On Jul 8, 2014, at 9:09 PM, John Rose <[email protected]> wrote:
> Regarding the extra cast in accessor logic that Paul picked up on: That may
> be a left-over from obsolete versions of the code, or it may cover for some
> corner cases, or it could possibly be a re-assurance to the JIT.
>
> Generally speaking, we lean heavily on MH types to guarantee a priori
> correctness of argument types. Paul is right that the stored value type is
> already validated and (except for corner cases we may be neglecting) does not
> need re-validation via a cast.
>
> It might be an interesting experiment to replace the cast with an assert.
>
I did briefly look at that a few months ago, i would need to systematically
revisit. My memory is hazy, I seem to recall removing casts perturbed the
compilation process more than i expected.

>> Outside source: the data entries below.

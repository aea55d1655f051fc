//! Shared Tokio runtime helper for integration tests.

use std::cell::RefCell;
use std::io;
use std::rc::Rc;

use rstest_bdd::Slot;
use tokio::runtime::Runtime;

/// Shared runtime wrapper that can be stored in an `rstest-bdd` Slot.
#[derive(Clone)]
pub struct SharedRuntime(Rc<RefCell<Runtime>>);

impl SharedRuntime {
    pub fn new(runtime: Runtime) -> Self {
        Self(Rc::new(RefCell::new(runtime)))
    }

    pub fn block_on<F: std::future::Future>(&self, future: F) -> F::Output {
        self.0.borrow().block_on(future)
    }
}

/// Ensures a Tokio runtime is initialised in `runtime`.
///
/// # Errors
///
/// Returns an error if the Tokio runtime cannot be created or if the slot
/// behaves unexpectedly.
pub fn ensure_runtime(runtime: &Slot<SharedRuntime>) -> Result<SharedRuntime, io::Error> {
    if runtime.with_ref(|_| ()).is_none() {
        runtime.set(SharedRuntime::new(Runtime::new()?));
    }

    runtime
        .get()
        .ok_or_else(|| io::Error::other("runtime not initialised after set"))
}
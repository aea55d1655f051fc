//! Startup context storage for the rating TUI.
//!
//! This module owns the global `OnceLock` values used during TUI bootstrapping
//! and provides the setter/getter functions consumed by CLI wiring and app
//! handlers.

use std::sync::{Arc, OnceLock};

use crossterm::terminal;

use crate::host::{self, HostRuntime};
use crate::panel::{PanelEvent, ToastTimings};
use crate::telemetry::{NoopTelemetrySink, TelemetryEvent, TelemetrySink};

/// Global storage for the host runtime the panel connects through.
static HOST_RUNTIME: OnceLock<Arc<dyn HostRuntime>> = OnceLock::new();

/// Global storage for toast timer settings.
static TOAST_TIMINGS: OnceLock<ToastTimings> = OnceLock::new();

/// Global storage for initial terminal dimensions.
///
/// This is set before the TUI program starts and read by `RatingApp::init()`
/// so the first frame uses the actual terminal size.
static INITIAL_TERMINAL_SIZE: OnceLock<(u16, u16)> = OnceLock::new();

/// Global storage for telemetry sink.
static TELEMETRY_SINK: OnceLock<Arc<dyn TelemetrySink>> = OnceLock::new();

/// Static fallback telemetry sink to avoid allocations on each call.
static DEFAULT_TELEMETRY_SINK: OnceLock<Arc<dyn TelemetrySink>> = OnceLock::new();

/// Sets the host runtime used for the startup handshake.
///
/// This must be called before starting the bubbletea-rs program; without it
/// the handshake fails and store operations report that the data store is
/// not ready.
///
/// # Returns
///
/// `true` if the host was set, `false` if it was already set.
pub fn set_host_runtime(host: Arc<dyn HostRuntime>) -> bool {
    HOST_RUNTIME.set(host).is_ok()
}

/// Sets the toast timer settings.
///
/// # Returns
///
/// `true` if the timings were set, `false` if they were already set.
pub fn set_toast_timings(timings: ToastTimings) -> bool {
    TOAST_TIMINGS.set(timings).is_ok()
}

/// Sets the initial terminal dimensions for the TUI application.
///
/// # Returns
///
/// `true` if the dimensions were set, `false` if they were already set.
pub fn set_initial_terminal_size(width: u16, height: u16) -> bool {
    INITIAL_TERMINAL_SIZE.set((width, height)).is_ok()
}

/// Sets the telemetry sink for the TUI application.
///
/// Without this, a no-op sink is used.
///
/// # Returns
///
/// `true` if the sink was set, `false` if it was already set.
pub fn set_telemetry_sink(sink: Arc<dyn TelemetrySink>) -> bool {
    TELEMETRY_SINK.set(sink).is_ok()
}

/// Gets the configured toast timings, or the defaults.
pub(crate) fn get_toast_timings() -> ToastTimings {
    TOAST_TIMINGS.get().copied().unwrap_or_default()
}

/// Gets the telemetry sink, returning a no-op sink if not configured.
fn get_telemetry_sink() -> Arc<dyn TelemetrySink> {
    TELEMETRY_SINK.get().cloned().unwrap_or_else(|| {
        Arc::clone(DEFAULT_TELEMETRY_SINK.get_or_init(|| Arc::new(NoopTelemetrySink)))
    })
}

/// Records the outcome of clearing the ratings collection.
pub(crate) fn record_clear_telemetry(deleted: usize, failed: usize) {
    get_telemetry_sink().record(TelemetryEvent::RatingsCleared { deleted, failed });
}

/// Gets the initial terminal dimensions from storage.
///
/// Returns the stored dimensions, the live terminal size, or fallback
/// dimensions, in that order.
pub(crate) fn get_initial_terminal_size() -> (u16, u16) {
    const DEFAULT_WIDTH: u16 = 80;
    const DEFAULT_HEIGHT: u16 = 24;

    INITIAL_TERMINAL_SIZE
        .get()
        .copied()
        .filter(|(width, height)| *width > 0 && *height > 0)
        .or_else(|| {
            terminal::size()
                .ok()
                .filter(|(width, height)| *width > 0 && *height > 0)
        })
        .unwrap_or((DEFAULT_WIDTH, DEFAULT_HEIGHT))
}

/// Runs the host handshake through the stored host runtime.
///
/// Returns the panel event describing the outcome.
pub(crate) async fn connect_store() -> PanelEvent {
    let Some(runtime) = HOST_RUNTIME.get().cloned() else {
        return PanelEvent::ConnectFailed("no host runtime configured".to_owned());
    };
    let telemetry = get_telemetry_sink();

    match host::connect(runtime.as_ref(), telemetry.as_ref()).await {
        Ok(handle) => PanelEvent::Connected(handle),
        Err(error) => PanelEvent::ConnectFailed(error.to_string()),
    }
}
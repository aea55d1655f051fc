//! Errors raised by rating panel operations.
//!
//! The display form of each variant is the notice shown to the user, so the
//! panel can surface an error by showing its string.

use thiserror::Error;

use crate::store::StoreError;

/// Failures of a rating panel operation.
#[derive(Debug, Clone, Error, PartialEq, Eq)]
pub enum PanelError {
    /// Load was requested without a car name.
    #[error("Search query required.")]
    MissingSearchQuery,

    /// Save was requested for a draft without a car name.
    #[error("Car name required.")]
    MissingCarName,

    /// Load failed, for whatever reason.
    ///
    /// Missing documents, backend failures and undecodable documents all
    /// collapse into this one variant.
    #[error("Car rating not found: {id}")]
    NotFoundOrFetch {
        /// The id that was searched for.
        id: String,
        /// Underlying store failure.
        cause: StoreError,
    },

    /// Writing the draft failed.
    #[error("Failed to save car rating {id}: {cause}")]
    Persistence {
        /// Id of the draft that was being saved.
        id: String,
        /// Underlying store failure.
        cause: StoreError,
    },

    /// A store operation was requested before the host handshake finished.
    #[error("Data store is not ready.")]
    NotReady,
}
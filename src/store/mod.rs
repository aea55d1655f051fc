//! Key/value document store used to persist ratings.
//!
//! Documents are JSON objects addressed by a collection name and the string
//! value of their `id` field. The [`DocumentStore`] trait is the seam between
//! the rating panel and whichever backend the host hands out; the in-memory
//! implementation lives here and the `SQLite` implementation lives in
//! [`crate::persistence`].

mod error;
mod memory;

use std::fmt;
use std::sync::Arc;

use async_trait::async_trait;
use serde_json::Value;

pub use error::StoreError;
pub use memory::InMemoryDocumentStore;

use crate::rating::Rating;

/// Collection holding car ratings.
pub const RATINGS_COLLECTION: &str = "ratings";

/// Asynchronous document store scoped to a single extension.
#[cfg_attr(test, mockall::automock)]
#[async_trait]
pub trait DocumentStore: Send + Sync {
    /// Fetches one document by id.
    ///
    /// Fails with [`StoreError::NotFound`] when the document does not exist.
    async fn get_document(&self, collection: &str, id: &str) -> Result<Value, StoreError>;

    /// Fetches every document in `collection`, ordered by id.
    async fn get_documents(&self, collection: &str) -> Result<Vec<Value>, StoreError>;

    /// Inserts or replaces a document keyed by its `id` field and returns the
    /// stored document.
    async fn set_document(&self, collection: &str, document: &Value)
    -> Result<Value, StoreError>;

    /// Deletes one document by id.
    async fn delete_document(&self, collection: &str, id: &str) -> Result<(), StoreError>;
}

/// Shared handle to a connected document store.
///
/// Produced by the host handshake and owned by the rating panel once the
/// connection is established.
#[derive(Clone)]
pub struct StoreHandle(Arc<dyn DocumentStore>);

impl StoreHandle {
    /// Wraps an already shared store.
    #[must_use]
    pub fn new(store: Arc<dyn DocumentStore>) -> Self {
        Self(store)
    }

    /// Wraps an owned store.
    #[must_use]
    pub fn from_store(store: impl DocumentStore + 'static) -> Self {
        Self(Arc::new(store))
    }

    /// Borrows the underlying store.
    #[must_use]
    pub fn store(&self) -> &dyn DocumentStore {
        self.0.as_ref()
    }
}

impl fmt::Debug for StoreHandle {
    fn fmt(&self, f: &mut fmt::Formatter<'_>) -> fmt::Result {
        f.write_str("StoreHandle(..)")
    }
}

impl PartialEq for StoreHandle {
    fn eq(&self, other: &Self) -> bool {
        Arc::ptr_eq(&self.0, &other.0)
    }
}

/// Returns the non-empty string `id` of a document, if it has one.
#[must_use]
pub fn document_id(document: &Value) -> Option<&str> {
    document
        .get("id")
        .and_then(Value::as_str)
        .filter(|id| !id.is_empty())
}

/// Loads a rating from the ratings collection.
///
/// # Errors
///
/// Returns the store's error, or [`StoreError::Serialization`] when the
/// stored document is not a valid rating.
pub async fn fetch_rating(store: &dyn DocumentStore, id: &str) -> Result<Rating, StoreError> {
    let document = store.get_document(RATINGS_COLLECTION, id).await?;
    Ok(serde_json::from_value(document)?)
}

/// Writes a rating to the ratings collection and returns what was stored.
///
/// # Errors
///
/// Returns [`StoreError::MissingDocumentId`] for unnamed drafts, otherwise
/// the store's error.
pub async fn save_rating(store: &dyn DocumentStore, rating: &Rating) -> Result<Rating, StoreError> {
    if !rating.has_id() {
        return Err(StoreError::MissingDocumentId);
    }
    let document = serde_json::to_value(rating)?;
    let stored = store.set_document(RATINGS_COLLECTION, &document).await?;
    Ok(serde_json::from_value(stored)?)
}

/// Lists every rating in the ratings collection.
///
/// # Errors
///
/// Returns the store's error, or [`StoreError::Serialization`] when any
/// stored document is not a valid rating.
pub async fn list_ratings(store: &dyn DocumentStore) -> Result<Vec<Rating>, StoreError> {
    store
        .get_documents(RATINGS_COLLECTION)
        .await?
        .into_iter()
        .map(|document| serde_json::from_value(document).map_err(StoreError::from))
        .collect()
}
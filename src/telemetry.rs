//! Application telemetry events and sinks.
//!
//! The panel is a local tool, but it still records a handful of structured
//! operational signals: the active database schema version, how long the
//! host handshake took, and the outcome of clearing the ratings collection.

use std::io;

use serde::{Deserialize, Serialize};

/// A structured telemetry event.
#[derive(Debug, Clone, PartialEq, Eq, Serialize, Deserialize)]
#[serde(tag = "type", rename_all = "snake_case")]
pub enum TelemetryEvent {
    /// Records the current database schema version after migrations apply.
    SchemaVersionRecorded {
        /// Diesel migration version string (e.g. `20261018000000`).
        schema_version: String,
    },
    /// Records a completed host handshake.
    StoreConnected {
        /// Extension id the data manager is scoped to.
        extension_id: String,
        /// Wall-clock duration of the handshake in milliseconds.
        latency_ms: u64,
    },
    /// Records the outcome of deleting every stored rating.
    RatingsCleared {
        /// Number of documents deleted.
        deleted: usize,
        /// Number of deletes that failed.
        failed: usize,
    },
}

/// A sink that can record telemetry events.
pub trait TelemetrySink: Send + Sync {
    /// Records a telemetry event.
    fn record(&self, event: TelemetryEvent);
}

/// Telemetry sink that drops all events.
#[derive(Debug, Default, Clone, Copy)]
pub struct NoopTelemetrySink;

impl TelemetrySink for NoopTelemetrySink {
    fn record(&self, _event: TelemetryEvent) {}
}

/// Records telemetry events to stderr as JSON lines (JSONL).
///
/// This is intended for local debugging and is not transmitted anywhere.
#[derive(Debug, Default)]
pub struct StderrJsonlTelemetrySink;

impl TelemetrySink for StderrJsonlTelemetrySink {
    fn record(&self, event: TelemetryEvent) {
        let Ok(serialised) = serde_json::to_string(&event) else {
            return;
        };

        let _ignored = writeln_stderr(&serialised);
    }
}

fn writeln_stderr(message: &str) -> io::Result<()> {
    use io::Write;

    let mut stderr = io::stderr().lock();
    writeln!(stderr, "{message}")
}

/// Recording sink for tests.
#[cfg(any(test, feature = "test-support"))]
pub mod test_support {
    use std::sync::Mutex;

    use super::{TelemetryEvent, TelemetrySink};

    /// Sink that keeps every recorded event in memory.
    #[derive(Debug, Default)]
    pub struct RecordingSink {
        events: Mutex<Vec<TelemetryEvent>>,
    }

    impl RecordingSink {
        /// Drains and returns the recorded events.
        #[must_use]
        pub fn take(&self) -> Vec<TelemetryEvent> {
            self.events
                .lock()
                .map(|mut events| events.drain(..).collect())
                .unwrap_or_default()
        }
    }

    impl TelemetrySink for RecordingSink {
        fn record(&self, event: TelemetryEvent) {
            if let Ok(mut events) = self.events.lock() {
                events.push(event);
            }
        }
    }
}

#[cfg(test)]
mod tests {
    use super::test_support::RecordingSink;
    use super::{TelemetryEvent, TelemetrySink};

    #[test]
    fn recording_sink_captures_events() {
        let sink = RecordingSink::default();
        sink.record(TelemetryEvent::RatingsCleared {
            deleted: 3,
            failed: 0,
        });

        assert_eq!(
            sink.take(),
            vec![TelemetryEvent::RatingsCleared {
                deleted: 3,
                failed: 0,
            }]
        );
        assert!(sink.take().is_empty());
    }

    #[test]
    fn events_serialise_with_snake_case_tags() {
        let event = TelemetryEvent::StoreConnected {
            extension_id: "local.car-ratings".to_owned(),
            latency_ms: 12,
        };

        let serialised = serde_json::to_string(&event).expect("event should serialise");

        assert_eq!(
            serialised,
            r#"{"type":"store_connected","extension_id":"local.car-ratings","latency_ms":12}"#
        );
    }
}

> Sometimes corner cases bite you. For example, an array store check is
> necessary, if the type is an interface, because interfaces are weakly checked
> all the way up to aastore or invokeinterface.
>
> Sometimes the JIT cannot see the type assurances implicit in a MH type, and
> so (when choosing internal MH code shapes) we must choose between handing the
> JIT code that is not locally verifiable, or adding "reassurance" casts to
> repair the local verifiability of the code. If the JIT thinks it sees
> badly-typed code, it might bail out.Note that "locality" of verifiability is
> a fluid concept, depending sometime on vagaries of inlining decisions. This
> is the reason for some awkward looking "belt and suspenders" MH internals,
> such as the free use of casts in LF bytecode rendering.
>
> Usually, redundant type verifications (including casts and signatures of
> incoming arguments) are eliminated, but they can cause (as noted) an extra
> null check. In theory, that should fold up also, if the null value is
> replaced by "another" null, as (p == null ? null : identityFunction(p)).
>
I quickly verified the fold up does as you expect. Also, if i do the following
the null check goes away:
public class A {
volatile String a = "A";
volatile String snull = null;
public volatile String b;
static final MethodHandle b_setter;
static {
try {
b_setter = MethodHandles.lookup().findSetter(A.class, "b",
String.class);
}
catch (Exception e) {
throw new Error(e);
}
}
public static void main(String[] args) {
A a = new A();
a.testLoop();
}
void testLoop() {
for (int i = 0; i < 1000000; i++) {
testLoopOne(a);
testLoopOne(snull);
}
}
void testLoopOne(String s) {
try {
b_setter.invokeExact(this, s);
} catch (Throwable t) {
throw new Error(t);
}
}
}
I am probably obsessing too much over some micro/nano-benchmarks, but i am
wondering if this could cause some unwanted de-opt/recompilation effects when
all is good with no null values then suddenly a null triggers de-optimization.
Paul.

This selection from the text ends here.